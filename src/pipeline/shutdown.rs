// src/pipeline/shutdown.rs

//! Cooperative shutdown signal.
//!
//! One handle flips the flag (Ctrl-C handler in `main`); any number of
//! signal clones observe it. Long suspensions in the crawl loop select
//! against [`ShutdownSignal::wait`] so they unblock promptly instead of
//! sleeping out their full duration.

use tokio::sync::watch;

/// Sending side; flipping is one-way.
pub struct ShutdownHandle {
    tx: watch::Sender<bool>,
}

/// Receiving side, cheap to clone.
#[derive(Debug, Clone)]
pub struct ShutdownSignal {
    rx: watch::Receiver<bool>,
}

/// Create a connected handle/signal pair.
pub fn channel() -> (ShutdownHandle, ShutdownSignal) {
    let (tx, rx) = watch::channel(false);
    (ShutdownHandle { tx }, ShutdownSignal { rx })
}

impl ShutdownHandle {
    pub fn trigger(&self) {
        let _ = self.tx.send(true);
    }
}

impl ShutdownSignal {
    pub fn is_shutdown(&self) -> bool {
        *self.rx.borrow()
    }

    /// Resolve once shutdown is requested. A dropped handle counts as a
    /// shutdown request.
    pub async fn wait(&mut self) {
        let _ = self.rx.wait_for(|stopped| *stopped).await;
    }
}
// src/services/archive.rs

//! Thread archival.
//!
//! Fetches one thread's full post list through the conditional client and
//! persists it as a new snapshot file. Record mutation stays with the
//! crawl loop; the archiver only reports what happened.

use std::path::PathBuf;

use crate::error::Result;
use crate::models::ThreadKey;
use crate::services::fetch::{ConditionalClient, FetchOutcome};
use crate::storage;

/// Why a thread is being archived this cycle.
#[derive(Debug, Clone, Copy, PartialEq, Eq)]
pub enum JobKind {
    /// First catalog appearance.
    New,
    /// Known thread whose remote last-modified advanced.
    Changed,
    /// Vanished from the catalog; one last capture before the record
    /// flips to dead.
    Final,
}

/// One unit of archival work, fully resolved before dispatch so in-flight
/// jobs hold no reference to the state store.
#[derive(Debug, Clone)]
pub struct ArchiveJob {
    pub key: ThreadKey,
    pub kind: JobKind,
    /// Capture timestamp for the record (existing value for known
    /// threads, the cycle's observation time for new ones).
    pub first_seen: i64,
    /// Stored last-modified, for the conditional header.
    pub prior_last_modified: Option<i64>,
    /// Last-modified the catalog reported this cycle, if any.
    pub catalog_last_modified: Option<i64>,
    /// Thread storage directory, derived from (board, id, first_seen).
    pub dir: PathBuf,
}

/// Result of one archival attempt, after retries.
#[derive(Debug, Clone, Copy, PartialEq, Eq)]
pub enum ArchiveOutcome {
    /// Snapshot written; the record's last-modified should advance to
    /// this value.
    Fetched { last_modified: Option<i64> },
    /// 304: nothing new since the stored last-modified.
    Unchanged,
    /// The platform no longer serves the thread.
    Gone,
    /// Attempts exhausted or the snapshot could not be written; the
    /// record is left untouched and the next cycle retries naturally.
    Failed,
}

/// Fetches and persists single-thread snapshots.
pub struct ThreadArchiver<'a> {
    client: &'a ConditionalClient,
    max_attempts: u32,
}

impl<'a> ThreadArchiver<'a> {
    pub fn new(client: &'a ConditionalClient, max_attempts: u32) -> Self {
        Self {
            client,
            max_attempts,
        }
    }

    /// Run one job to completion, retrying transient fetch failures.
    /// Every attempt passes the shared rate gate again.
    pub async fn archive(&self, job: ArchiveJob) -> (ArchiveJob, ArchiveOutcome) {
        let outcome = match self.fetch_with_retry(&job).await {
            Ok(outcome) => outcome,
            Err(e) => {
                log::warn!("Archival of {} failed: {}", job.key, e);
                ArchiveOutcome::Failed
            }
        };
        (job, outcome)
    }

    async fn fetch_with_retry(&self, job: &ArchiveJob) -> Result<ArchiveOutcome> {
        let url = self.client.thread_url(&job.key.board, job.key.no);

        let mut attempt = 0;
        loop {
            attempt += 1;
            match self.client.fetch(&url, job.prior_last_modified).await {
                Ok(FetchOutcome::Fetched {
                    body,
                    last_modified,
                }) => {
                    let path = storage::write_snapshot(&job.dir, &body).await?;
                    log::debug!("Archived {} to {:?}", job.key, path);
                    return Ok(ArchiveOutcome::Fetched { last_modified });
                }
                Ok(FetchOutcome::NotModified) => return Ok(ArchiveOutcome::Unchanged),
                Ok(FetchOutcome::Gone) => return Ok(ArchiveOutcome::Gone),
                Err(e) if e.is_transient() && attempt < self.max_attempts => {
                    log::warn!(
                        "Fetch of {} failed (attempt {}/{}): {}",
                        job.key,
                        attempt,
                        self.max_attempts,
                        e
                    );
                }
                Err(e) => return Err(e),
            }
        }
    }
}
• • • • •
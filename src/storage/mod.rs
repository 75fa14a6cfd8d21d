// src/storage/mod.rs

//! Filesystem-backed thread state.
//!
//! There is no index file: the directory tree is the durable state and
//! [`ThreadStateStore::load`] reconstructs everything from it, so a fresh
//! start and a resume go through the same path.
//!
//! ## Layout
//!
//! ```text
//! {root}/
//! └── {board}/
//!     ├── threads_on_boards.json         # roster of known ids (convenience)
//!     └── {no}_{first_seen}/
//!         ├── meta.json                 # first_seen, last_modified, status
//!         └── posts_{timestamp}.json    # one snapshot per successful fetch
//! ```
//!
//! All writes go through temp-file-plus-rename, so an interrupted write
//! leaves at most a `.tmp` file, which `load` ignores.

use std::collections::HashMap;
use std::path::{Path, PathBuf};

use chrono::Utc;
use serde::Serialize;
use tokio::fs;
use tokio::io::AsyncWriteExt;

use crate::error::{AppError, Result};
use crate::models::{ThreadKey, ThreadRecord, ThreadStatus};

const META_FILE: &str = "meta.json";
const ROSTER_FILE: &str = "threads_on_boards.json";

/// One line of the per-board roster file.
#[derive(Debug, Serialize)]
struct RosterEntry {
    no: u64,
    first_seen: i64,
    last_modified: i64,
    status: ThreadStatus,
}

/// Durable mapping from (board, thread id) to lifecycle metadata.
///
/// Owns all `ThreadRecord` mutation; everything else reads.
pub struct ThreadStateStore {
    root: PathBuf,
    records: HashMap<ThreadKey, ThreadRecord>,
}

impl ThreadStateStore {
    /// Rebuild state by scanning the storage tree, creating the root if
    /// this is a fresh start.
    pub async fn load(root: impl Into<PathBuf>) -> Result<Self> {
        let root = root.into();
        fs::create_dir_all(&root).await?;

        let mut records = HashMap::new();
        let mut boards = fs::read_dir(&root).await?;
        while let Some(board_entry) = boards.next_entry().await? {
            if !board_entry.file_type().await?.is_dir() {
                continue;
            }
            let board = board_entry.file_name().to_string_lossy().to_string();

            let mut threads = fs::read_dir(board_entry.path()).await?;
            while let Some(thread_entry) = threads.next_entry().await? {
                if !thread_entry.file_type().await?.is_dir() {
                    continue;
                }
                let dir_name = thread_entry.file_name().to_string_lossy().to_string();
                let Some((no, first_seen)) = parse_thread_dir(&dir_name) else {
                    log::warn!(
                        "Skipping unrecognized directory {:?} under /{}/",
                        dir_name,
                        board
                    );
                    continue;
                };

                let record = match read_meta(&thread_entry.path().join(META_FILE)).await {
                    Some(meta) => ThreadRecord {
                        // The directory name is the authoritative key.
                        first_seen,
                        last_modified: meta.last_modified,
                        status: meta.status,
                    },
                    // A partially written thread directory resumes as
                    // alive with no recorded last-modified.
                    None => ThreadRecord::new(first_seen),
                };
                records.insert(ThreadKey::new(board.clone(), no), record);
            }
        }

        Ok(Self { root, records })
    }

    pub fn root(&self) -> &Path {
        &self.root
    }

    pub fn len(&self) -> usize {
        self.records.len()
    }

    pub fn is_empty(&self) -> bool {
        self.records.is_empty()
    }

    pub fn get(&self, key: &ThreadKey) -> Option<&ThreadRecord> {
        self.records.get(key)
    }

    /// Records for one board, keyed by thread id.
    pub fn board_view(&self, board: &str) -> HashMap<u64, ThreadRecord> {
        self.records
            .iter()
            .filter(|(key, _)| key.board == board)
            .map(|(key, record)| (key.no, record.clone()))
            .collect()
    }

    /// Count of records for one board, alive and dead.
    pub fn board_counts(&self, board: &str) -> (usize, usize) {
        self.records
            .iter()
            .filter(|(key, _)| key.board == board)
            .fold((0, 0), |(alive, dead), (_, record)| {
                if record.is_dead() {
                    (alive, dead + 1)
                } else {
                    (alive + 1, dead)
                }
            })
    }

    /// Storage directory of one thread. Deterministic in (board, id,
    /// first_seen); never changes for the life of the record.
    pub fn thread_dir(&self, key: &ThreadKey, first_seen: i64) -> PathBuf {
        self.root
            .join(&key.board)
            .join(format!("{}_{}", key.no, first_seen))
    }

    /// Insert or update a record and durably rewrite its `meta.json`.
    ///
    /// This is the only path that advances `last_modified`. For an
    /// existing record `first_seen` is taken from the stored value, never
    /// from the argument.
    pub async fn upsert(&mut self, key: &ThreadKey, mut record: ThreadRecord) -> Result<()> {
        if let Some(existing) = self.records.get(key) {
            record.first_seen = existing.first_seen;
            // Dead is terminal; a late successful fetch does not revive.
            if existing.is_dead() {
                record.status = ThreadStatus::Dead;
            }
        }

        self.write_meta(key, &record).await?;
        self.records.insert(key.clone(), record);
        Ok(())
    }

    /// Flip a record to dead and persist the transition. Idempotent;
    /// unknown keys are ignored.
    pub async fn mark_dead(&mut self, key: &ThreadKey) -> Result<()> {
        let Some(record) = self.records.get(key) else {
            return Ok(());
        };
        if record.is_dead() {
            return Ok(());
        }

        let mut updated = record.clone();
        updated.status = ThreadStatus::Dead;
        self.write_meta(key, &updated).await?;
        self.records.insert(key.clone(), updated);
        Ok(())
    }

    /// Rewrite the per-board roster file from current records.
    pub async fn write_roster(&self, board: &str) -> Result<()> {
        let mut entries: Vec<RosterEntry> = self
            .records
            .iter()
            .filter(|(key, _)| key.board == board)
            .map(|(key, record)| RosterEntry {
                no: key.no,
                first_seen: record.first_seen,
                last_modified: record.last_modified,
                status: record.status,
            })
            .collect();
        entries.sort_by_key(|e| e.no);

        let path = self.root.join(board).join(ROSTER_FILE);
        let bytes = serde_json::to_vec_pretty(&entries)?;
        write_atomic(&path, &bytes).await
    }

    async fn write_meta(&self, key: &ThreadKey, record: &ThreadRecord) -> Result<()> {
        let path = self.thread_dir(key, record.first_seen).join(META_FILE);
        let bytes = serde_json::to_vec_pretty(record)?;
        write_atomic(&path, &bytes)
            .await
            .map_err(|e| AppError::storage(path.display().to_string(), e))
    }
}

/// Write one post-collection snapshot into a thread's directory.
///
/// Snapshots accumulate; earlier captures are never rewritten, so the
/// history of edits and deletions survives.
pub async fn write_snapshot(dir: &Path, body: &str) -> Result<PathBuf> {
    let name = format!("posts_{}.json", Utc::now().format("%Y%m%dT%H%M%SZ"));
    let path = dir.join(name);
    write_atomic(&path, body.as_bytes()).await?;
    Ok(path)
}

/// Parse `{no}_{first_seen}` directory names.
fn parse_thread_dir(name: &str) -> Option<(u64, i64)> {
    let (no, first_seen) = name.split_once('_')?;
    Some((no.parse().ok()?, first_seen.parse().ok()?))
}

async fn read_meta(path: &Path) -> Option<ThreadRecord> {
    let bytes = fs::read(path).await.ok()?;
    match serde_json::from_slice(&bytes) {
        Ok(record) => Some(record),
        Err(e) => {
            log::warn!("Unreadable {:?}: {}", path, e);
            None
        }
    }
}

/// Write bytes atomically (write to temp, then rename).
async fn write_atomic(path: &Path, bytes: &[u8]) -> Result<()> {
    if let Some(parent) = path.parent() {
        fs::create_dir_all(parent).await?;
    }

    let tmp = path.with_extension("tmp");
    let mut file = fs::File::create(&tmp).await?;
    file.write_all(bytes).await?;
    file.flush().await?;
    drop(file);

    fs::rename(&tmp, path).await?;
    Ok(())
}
• • • • •
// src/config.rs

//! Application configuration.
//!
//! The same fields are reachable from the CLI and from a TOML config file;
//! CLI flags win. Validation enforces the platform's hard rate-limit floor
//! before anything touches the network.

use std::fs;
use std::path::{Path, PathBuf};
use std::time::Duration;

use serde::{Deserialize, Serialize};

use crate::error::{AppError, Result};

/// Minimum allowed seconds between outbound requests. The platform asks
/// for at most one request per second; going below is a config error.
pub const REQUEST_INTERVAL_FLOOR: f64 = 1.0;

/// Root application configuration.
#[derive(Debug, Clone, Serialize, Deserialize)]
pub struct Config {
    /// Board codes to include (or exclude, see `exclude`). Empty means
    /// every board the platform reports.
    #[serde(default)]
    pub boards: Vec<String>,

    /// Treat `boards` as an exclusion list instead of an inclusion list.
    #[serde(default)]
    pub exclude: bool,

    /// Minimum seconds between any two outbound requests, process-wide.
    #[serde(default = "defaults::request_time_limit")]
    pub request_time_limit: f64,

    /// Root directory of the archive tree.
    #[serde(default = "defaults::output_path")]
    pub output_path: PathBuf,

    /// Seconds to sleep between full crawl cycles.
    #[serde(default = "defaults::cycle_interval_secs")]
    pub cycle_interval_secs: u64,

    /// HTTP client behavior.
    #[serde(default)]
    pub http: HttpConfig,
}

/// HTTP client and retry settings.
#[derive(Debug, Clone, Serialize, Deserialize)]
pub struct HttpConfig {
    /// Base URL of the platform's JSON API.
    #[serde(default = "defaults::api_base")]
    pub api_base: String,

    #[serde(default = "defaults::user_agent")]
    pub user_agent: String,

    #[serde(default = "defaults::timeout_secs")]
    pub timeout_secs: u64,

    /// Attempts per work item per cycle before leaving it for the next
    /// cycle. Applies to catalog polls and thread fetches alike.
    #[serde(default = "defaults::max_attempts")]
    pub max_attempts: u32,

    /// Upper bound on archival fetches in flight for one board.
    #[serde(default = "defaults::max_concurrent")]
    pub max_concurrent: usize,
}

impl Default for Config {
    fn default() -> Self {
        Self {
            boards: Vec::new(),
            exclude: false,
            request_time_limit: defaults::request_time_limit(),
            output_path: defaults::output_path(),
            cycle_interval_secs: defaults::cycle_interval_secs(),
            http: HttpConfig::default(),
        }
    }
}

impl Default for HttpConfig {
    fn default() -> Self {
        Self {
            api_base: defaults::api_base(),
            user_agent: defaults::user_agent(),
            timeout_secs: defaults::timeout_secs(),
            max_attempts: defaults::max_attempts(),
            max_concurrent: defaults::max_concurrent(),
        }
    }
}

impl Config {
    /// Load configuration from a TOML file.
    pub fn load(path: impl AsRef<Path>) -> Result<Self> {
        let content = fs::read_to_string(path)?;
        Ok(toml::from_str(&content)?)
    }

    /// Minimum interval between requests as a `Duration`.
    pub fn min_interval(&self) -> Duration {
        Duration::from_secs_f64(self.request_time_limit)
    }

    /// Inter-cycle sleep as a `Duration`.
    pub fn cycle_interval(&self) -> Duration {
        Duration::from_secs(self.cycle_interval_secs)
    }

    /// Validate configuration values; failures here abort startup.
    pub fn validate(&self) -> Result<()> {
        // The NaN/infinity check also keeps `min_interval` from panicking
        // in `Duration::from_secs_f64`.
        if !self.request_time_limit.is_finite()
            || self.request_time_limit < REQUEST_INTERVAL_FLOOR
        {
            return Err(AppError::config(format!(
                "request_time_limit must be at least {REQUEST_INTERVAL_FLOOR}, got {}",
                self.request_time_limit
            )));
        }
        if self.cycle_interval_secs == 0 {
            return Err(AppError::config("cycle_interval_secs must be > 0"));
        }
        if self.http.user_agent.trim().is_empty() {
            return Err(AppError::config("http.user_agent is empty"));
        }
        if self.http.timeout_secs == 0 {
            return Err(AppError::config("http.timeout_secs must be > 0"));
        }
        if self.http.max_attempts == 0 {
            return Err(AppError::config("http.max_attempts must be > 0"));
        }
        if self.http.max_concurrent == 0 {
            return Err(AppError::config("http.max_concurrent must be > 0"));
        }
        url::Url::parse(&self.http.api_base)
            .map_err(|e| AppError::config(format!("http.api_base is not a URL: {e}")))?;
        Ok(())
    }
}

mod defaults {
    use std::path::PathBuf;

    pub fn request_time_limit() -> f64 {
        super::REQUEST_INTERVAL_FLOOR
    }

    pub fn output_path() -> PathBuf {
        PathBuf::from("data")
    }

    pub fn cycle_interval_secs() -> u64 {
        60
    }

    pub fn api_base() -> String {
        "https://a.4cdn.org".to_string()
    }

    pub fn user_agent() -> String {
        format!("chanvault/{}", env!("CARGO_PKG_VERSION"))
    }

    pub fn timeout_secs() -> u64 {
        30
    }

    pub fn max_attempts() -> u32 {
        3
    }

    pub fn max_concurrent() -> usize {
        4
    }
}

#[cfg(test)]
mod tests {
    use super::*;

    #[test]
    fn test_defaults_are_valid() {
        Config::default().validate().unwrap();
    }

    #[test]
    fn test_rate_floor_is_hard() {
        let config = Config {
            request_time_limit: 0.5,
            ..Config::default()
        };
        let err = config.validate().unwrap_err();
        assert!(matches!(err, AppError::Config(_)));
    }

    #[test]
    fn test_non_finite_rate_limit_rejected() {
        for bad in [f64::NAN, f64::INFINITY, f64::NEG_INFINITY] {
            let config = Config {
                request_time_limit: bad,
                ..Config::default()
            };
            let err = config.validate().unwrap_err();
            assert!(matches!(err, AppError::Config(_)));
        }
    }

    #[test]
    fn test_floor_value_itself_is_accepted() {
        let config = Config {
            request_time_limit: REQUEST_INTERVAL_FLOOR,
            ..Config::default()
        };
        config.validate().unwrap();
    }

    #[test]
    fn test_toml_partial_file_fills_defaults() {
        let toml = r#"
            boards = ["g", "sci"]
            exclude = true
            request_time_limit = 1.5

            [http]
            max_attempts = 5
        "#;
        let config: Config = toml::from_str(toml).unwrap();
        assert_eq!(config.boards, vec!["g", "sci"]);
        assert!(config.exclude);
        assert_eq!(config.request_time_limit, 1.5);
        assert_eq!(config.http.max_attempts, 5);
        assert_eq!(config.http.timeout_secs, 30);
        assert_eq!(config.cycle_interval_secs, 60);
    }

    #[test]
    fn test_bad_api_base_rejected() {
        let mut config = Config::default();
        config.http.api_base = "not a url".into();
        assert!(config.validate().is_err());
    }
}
• • • • •
:: Exercise aim ::
Given the records above, restate word for word only the lines starting at the one with "filename src/pipeline/shutdown.rs" and ending at the one with "pub struct ShutdownSignal".

:: Task response ::
filename src/pipeline/shutdown.rs
// src/pipeline/shutdown.rs

//! Cooperative shutdown signal.
//!
//! One handle flips the flag (Ctrl-C handler in `main`); any number of
//! signal clones observe it. Long suspensions in the crawl loop select
//! against [`ShutdownSignal::wait`] so they unblock promptly instead of
//! sleeping out their full duration.

use tokio::sync::watch;

/// Sending side; flipping is one-way.
pub struct ShutdownHandle {
    tx: watch::Sender<bool>,
}

/// Receiving side, cheap to clone.
#[derive(Debug, Clone)]
pub struct ShutdownSignal {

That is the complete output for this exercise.